> _To do_
From the data that follows, copy every line holding the string "CalendarTables".

> _Listed entries_
◇ ◇ ◇
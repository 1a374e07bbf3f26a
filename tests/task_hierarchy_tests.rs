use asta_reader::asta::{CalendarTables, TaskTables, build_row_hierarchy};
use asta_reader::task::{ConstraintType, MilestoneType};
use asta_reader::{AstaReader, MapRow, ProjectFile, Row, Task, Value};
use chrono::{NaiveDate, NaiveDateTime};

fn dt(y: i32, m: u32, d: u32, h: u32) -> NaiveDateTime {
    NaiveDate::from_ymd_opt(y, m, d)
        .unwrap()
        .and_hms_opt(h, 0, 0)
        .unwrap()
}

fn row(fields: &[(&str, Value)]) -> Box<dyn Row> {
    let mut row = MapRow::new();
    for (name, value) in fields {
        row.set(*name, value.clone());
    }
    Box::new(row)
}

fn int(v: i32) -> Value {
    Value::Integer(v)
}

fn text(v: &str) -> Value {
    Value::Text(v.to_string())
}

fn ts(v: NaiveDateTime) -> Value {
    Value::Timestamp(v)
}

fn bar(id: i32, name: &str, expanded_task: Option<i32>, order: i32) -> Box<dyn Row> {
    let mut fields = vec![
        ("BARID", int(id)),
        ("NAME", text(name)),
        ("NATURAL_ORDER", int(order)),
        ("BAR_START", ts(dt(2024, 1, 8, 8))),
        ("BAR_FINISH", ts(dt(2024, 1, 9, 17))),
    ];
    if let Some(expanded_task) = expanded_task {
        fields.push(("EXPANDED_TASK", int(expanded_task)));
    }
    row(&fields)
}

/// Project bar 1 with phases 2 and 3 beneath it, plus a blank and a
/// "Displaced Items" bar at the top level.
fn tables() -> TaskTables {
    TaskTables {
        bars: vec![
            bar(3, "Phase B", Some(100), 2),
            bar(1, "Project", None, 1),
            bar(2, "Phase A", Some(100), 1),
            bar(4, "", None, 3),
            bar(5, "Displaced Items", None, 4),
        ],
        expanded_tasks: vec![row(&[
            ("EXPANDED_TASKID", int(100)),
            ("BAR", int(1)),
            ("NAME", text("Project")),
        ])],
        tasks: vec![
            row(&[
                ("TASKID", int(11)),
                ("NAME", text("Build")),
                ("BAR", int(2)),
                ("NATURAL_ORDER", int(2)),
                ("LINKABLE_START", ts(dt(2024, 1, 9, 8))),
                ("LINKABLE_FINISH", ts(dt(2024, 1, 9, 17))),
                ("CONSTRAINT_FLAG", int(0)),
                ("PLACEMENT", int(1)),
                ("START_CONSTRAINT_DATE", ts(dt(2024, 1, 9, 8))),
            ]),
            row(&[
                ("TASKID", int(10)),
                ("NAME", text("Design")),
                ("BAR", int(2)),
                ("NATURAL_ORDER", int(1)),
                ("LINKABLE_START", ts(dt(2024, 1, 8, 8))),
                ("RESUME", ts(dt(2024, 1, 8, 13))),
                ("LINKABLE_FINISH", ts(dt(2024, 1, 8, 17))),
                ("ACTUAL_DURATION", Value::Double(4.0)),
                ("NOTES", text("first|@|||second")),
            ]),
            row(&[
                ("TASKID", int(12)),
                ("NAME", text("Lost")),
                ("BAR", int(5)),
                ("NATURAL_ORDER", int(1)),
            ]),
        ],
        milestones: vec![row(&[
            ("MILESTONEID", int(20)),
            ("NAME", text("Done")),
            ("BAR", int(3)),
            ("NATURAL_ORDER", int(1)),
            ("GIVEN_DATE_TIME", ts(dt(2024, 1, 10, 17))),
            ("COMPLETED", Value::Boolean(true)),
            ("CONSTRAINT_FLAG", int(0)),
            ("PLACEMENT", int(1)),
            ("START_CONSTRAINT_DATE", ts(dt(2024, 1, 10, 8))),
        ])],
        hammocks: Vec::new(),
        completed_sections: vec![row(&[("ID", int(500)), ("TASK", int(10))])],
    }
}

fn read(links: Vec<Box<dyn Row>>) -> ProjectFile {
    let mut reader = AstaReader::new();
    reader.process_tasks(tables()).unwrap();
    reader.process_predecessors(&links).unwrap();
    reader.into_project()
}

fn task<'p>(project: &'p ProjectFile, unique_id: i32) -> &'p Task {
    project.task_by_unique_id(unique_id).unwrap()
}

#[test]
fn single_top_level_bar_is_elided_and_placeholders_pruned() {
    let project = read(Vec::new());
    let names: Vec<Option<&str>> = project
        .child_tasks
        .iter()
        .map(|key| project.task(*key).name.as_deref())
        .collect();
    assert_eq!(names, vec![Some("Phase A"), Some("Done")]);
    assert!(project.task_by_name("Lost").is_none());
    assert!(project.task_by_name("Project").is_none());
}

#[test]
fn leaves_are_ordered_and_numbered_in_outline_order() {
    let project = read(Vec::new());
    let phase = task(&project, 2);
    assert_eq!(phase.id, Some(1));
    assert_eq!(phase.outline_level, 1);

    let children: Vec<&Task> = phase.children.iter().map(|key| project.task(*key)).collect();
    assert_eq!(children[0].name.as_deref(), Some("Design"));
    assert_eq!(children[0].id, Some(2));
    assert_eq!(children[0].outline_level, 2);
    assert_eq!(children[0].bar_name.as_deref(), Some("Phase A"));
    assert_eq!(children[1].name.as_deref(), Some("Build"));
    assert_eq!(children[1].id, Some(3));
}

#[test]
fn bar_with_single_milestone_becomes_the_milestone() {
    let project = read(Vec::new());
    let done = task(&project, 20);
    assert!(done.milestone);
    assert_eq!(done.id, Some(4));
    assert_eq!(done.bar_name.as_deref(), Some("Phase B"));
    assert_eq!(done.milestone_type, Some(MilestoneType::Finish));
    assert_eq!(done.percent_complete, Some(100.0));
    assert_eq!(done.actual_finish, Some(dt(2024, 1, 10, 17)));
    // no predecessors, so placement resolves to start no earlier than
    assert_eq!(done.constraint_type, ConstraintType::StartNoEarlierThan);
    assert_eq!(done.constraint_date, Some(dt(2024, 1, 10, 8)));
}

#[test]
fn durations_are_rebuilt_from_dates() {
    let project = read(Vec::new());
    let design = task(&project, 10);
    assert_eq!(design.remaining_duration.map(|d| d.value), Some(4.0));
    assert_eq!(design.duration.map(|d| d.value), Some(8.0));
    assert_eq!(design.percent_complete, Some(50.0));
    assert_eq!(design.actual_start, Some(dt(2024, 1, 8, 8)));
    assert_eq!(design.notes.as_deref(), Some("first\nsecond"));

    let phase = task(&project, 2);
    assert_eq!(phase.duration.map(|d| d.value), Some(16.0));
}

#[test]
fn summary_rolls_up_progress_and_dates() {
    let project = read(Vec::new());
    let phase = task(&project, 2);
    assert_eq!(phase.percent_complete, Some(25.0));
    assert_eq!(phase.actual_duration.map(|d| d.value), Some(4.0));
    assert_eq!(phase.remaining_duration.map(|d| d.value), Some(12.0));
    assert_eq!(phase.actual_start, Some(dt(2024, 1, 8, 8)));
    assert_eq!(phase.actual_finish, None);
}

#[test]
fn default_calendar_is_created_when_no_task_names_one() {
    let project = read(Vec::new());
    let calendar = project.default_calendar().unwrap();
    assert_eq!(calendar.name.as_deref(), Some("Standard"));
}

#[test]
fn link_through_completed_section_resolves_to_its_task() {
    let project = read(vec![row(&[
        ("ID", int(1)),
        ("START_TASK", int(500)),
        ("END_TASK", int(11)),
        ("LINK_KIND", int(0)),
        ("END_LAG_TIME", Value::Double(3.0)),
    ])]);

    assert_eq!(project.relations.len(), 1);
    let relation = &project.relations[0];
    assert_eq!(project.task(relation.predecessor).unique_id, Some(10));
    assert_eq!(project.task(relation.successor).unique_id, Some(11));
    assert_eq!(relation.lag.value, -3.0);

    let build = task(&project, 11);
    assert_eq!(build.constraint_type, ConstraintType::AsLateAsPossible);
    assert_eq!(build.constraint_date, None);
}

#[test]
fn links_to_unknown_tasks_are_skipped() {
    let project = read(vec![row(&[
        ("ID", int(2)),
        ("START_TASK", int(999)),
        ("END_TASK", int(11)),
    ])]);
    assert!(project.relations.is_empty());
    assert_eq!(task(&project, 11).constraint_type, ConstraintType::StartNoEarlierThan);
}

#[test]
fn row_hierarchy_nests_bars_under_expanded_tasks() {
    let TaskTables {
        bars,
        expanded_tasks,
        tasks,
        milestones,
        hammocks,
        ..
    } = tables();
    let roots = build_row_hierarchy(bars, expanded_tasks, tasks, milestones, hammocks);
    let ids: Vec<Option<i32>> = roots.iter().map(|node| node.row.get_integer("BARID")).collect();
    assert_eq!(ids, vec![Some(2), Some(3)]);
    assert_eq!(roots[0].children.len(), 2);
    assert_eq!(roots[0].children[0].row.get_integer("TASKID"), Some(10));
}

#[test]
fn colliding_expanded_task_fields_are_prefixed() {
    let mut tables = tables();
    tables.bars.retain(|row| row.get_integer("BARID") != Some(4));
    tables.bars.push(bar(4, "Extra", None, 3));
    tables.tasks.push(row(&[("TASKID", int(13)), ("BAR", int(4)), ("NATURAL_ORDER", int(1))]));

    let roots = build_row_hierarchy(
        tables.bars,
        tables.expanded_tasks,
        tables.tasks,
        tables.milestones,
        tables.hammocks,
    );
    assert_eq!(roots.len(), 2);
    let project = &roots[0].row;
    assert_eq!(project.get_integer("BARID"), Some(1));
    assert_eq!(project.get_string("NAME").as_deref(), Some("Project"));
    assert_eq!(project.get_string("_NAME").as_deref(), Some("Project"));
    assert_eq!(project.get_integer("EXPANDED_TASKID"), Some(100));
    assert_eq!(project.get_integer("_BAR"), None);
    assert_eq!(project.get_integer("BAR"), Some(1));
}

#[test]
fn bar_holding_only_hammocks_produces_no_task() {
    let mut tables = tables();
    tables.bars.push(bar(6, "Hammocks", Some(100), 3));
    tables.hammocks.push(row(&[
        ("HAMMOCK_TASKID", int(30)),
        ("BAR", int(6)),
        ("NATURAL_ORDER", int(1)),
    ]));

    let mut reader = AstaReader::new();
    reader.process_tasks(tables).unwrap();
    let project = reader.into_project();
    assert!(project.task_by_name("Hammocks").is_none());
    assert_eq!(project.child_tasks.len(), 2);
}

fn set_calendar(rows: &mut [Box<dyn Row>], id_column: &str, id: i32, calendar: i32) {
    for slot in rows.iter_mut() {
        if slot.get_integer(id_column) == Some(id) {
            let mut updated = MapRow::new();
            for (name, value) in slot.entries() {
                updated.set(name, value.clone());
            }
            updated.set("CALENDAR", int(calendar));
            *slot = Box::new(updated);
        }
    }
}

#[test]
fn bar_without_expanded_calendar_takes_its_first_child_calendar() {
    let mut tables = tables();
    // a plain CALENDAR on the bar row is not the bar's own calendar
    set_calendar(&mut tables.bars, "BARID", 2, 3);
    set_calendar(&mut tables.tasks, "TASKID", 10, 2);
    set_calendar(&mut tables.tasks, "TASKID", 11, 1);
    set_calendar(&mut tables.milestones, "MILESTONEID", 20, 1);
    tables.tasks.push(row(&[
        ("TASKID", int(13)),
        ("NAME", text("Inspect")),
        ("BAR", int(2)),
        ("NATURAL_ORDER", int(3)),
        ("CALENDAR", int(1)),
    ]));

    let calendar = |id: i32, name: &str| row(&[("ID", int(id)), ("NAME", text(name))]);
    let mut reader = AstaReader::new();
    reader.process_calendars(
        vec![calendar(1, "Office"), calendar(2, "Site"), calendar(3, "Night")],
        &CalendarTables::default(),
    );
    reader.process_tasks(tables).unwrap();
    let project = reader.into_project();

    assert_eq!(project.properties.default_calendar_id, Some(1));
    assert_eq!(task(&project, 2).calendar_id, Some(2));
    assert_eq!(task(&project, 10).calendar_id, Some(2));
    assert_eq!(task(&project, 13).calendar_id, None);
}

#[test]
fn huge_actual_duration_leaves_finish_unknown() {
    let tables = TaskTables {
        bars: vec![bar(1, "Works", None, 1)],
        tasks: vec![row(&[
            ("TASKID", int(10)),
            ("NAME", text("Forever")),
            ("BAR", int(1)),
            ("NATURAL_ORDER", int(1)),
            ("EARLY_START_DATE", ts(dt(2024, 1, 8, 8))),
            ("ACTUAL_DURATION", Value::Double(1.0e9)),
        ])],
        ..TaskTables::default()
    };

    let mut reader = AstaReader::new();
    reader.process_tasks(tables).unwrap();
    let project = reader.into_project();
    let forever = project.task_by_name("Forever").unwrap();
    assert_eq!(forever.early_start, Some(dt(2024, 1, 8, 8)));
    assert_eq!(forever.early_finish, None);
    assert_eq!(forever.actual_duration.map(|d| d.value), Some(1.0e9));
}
◇ ◇ ◇
> _Exercise result_
use asta_reader::asta::{CalendarTables, TaskTables, build_row_hierarchy};
        &CalendarTables::default(),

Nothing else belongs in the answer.